(Entries taken from a collection)
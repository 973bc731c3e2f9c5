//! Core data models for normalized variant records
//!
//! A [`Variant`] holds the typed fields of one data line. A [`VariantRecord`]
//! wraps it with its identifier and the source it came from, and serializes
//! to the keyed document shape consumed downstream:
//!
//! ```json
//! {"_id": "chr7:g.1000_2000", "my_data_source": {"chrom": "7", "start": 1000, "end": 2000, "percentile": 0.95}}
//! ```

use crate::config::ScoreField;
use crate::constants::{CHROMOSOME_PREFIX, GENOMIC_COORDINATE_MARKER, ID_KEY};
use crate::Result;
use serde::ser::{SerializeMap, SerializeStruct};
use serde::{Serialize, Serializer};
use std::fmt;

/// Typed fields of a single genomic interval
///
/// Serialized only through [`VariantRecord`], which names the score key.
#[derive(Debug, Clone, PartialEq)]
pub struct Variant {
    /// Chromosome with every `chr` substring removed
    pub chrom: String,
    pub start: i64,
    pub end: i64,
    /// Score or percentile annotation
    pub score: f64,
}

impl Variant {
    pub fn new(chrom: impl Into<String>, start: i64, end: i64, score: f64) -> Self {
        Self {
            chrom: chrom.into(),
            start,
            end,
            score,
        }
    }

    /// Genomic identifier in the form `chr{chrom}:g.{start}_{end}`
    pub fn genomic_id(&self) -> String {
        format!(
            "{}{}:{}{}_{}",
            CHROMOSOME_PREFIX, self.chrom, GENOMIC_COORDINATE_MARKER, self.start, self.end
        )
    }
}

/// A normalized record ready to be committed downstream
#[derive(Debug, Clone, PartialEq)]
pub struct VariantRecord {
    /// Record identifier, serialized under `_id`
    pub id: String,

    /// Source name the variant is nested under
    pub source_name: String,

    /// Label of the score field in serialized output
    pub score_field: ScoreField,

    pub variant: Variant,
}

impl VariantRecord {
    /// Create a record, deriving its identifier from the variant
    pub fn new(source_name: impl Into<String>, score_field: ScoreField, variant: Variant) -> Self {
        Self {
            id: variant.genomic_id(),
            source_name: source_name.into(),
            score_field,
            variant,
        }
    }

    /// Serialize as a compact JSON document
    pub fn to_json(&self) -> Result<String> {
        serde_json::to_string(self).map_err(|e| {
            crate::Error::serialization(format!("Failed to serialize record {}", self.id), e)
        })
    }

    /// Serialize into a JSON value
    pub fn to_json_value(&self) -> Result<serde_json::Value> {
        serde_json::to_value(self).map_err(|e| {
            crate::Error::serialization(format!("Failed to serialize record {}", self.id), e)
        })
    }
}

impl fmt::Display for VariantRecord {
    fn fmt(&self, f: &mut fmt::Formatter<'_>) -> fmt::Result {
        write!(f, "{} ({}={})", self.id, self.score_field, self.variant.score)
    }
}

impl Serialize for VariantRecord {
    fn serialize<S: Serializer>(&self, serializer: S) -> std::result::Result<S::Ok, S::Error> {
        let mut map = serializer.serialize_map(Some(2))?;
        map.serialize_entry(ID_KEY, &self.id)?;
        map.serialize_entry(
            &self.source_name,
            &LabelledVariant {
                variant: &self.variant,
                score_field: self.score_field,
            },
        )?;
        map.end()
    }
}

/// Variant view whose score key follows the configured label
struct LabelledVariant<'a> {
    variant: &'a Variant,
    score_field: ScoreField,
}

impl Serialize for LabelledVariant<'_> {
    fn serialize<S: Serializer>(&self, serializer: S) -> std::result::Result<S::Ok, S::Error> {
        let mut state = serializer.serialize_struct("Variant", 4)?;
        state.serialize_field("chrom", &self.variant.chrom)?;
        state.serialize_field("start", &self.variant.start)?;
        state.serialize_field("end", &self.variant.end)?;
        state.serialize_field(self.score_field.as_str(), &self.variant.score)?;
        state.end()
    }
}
--
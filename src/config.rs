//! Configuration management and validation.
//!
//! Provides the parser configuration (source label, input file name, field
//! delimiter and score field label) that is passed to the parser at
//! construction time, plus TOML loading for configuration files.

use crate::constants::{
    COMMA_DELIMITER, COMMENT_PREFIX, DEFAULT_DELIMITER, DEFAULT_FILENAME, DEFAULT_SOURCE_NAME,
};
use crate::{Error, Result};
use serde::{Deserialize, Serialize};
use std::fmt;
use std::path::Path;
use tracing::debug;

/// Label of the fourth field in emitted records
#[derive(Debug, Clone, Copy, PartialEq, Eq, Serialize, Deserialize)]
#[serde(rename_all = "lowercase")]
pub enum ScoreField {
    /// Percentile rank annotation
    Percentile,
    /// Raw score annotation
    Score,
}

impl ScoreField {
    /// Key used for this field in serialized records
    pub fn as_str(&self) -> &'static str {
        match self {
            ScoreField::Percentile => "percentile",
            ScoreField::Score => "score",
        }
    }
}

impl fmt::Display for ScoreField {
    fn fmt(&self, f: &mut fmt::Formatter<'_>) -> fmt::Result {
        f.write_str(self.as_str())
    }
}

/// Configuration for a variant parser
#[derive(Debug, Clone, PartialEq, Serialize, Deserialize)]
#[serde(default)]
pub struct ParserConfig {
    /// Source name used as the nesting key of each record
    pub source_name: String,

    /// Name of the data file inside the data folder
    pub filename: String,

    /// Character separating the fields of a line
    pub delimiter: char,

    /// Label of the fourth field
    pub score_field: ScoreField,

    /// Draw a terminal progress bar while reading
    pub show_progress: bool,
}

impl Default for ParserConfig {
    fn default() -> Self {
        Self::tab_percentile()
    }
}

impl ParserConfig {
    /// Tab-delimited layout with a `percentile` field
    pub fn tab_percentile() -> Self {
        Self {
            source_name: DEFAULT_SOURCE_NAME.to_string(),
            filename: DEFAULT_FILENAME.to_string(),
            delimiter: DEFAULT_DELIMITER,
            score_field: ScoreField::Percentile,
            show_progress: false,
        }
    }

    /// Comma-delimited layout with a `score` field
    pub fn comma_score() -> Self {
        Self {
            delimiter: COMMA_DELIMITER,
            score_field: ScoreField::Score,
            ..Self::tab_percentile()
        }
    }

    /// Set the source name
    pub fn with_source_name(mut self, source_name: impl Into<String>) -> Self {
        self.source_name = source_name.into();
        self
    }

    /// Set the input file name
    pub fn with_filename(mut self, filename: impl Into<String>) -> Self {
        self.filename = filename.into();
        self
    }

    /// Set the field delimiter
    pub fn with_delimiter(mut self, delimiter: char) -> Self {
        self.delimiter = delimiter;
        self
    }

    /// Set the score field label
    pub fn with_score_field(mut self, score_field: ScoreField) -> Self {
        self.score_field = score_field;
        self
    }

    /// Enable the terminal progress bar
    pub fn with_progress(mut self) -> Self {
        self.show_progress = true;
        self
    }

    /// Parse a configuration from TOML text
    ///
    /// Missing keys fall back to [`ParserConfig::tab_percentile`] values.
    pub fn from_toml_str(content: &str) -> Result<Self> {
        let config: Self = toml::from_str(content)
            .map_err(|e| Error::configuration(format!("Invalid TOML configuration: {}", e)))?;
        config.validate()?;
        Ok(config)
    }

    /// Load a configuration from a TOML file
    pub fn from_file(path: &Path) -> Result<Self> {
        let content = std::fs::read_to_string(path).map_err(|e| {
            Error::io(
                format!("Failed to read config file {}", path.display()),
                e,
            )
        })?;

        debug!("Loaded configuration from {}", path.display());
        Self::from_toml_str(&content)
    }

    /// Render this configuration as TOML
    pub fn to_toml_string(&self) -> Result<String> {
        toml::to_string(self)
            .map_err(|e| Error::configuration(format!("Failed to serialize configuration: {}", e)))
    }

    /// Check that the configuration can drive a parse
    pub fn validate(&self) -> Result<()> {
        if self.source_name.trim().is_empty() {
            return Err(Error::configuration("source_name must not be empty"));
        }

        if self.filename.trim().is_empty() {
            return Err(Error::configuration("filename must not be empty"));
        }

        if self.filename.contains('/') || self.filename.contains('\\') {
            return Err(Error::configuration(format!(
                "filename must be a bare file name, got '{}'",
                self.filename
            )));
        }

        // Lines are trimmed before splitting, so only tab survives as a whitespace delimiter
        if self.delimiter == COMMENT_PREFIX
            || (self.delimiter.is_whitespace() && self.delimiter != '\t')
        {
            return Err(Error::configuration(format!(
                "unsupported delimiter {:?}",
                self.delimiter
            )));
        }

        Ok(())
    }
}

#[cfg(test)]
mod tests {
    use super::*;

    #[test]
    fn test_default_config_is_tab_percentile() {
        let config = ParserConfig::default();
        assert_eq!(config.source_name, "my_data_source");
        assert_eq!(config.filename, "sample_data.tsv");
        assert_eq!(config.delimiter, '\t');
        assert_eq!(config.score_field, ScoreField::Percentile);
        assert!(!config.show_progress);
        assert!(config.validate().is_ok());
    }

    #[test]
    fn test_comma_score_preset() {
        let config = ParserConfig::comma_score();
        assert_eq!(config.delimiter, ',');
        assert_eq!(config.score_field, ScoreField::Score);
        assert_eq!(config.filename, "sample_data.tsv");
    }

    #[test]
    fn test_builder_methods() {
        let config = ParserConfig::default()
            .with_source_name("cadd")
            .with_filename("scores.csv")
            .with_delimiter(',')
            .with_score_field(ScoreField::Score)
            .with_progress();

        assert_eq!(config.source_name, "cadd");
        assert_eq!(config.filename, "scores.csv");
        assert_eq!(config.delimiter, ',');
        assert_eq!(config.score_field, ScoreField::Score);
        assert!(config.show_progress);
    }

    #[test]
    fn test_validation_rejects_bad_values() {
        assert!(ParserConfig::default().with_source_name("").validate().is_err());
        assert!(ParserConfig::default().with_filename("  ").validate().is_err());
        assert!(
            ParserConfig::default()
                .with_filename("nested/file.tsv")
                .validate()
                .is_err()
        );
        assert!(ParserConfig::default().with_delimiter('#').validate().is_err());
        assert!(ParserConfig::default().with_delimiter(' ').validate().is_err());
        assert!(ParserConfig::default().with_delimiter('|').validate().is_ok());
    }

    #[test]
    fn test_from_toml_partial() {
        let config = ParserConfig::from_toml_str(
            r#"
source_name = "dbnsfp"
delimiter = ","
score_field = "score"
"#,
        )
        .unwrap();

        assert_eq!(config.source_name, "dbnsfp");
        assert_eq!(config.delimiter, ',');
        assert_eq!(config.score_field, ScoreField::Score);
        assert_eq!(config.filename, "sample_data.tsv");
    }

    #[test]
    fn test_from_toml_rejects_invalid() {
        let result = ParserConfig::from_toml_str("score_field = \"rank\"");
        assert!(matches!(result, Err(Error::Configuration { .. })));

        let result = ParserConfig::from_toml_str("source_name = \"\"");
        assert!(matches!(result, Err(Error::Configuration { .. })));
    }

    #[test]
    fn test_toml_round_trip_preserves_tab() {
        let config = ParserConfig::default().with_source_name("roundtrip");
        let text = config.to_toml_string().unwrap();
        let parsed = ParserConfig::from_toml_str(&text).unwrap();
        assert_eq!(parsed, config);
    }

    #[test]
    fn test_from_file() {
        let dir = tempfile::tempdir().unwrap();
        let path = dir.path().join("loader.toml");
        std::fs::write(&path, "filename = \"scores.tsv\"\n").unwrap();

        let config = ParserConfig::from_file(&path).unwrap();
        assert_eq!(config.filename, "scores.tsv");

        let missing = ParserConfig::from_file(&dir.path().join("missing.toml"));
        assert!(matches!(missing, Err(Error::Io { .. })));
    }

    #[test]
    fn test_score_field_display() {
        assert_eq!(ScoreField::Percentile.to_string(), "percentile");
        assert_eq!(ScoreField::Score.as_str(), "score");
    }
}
---
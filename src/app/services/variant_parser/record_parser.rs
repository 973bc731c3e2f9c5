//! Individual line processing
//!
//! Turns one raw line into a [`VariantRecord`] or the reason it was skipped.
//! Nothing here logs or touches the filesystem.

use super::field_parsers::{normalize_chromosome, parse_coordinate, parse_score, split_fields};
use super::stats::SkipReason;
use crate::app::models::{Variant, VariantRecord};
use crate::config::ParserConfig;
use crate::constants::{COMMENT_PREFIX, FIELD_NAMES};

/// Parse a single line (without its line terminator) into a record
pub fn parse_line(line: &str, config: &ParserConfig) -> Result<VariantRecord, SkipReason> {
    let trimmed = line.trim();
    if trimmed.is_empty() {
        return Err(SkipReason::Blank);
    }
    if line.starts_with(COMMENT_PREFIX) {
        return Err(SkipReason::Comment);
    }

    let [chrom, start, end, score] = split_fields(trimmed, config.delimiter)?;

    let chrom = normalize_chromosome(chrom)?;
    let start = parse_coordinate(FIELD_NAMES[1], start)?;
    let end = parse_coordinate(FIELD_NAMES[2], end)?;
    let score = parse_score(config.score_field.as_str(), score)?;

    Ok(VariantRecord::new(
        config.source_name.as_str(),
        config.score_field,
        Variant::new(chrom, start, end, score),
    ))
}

Aim of the task - Isolate the lines above that contain the word "parsed" and copy them.

Solution for this problem -
        let parsed = ParserConfig::from_toml_str(&text).unwrap();
        assert_eq!(parsed, config);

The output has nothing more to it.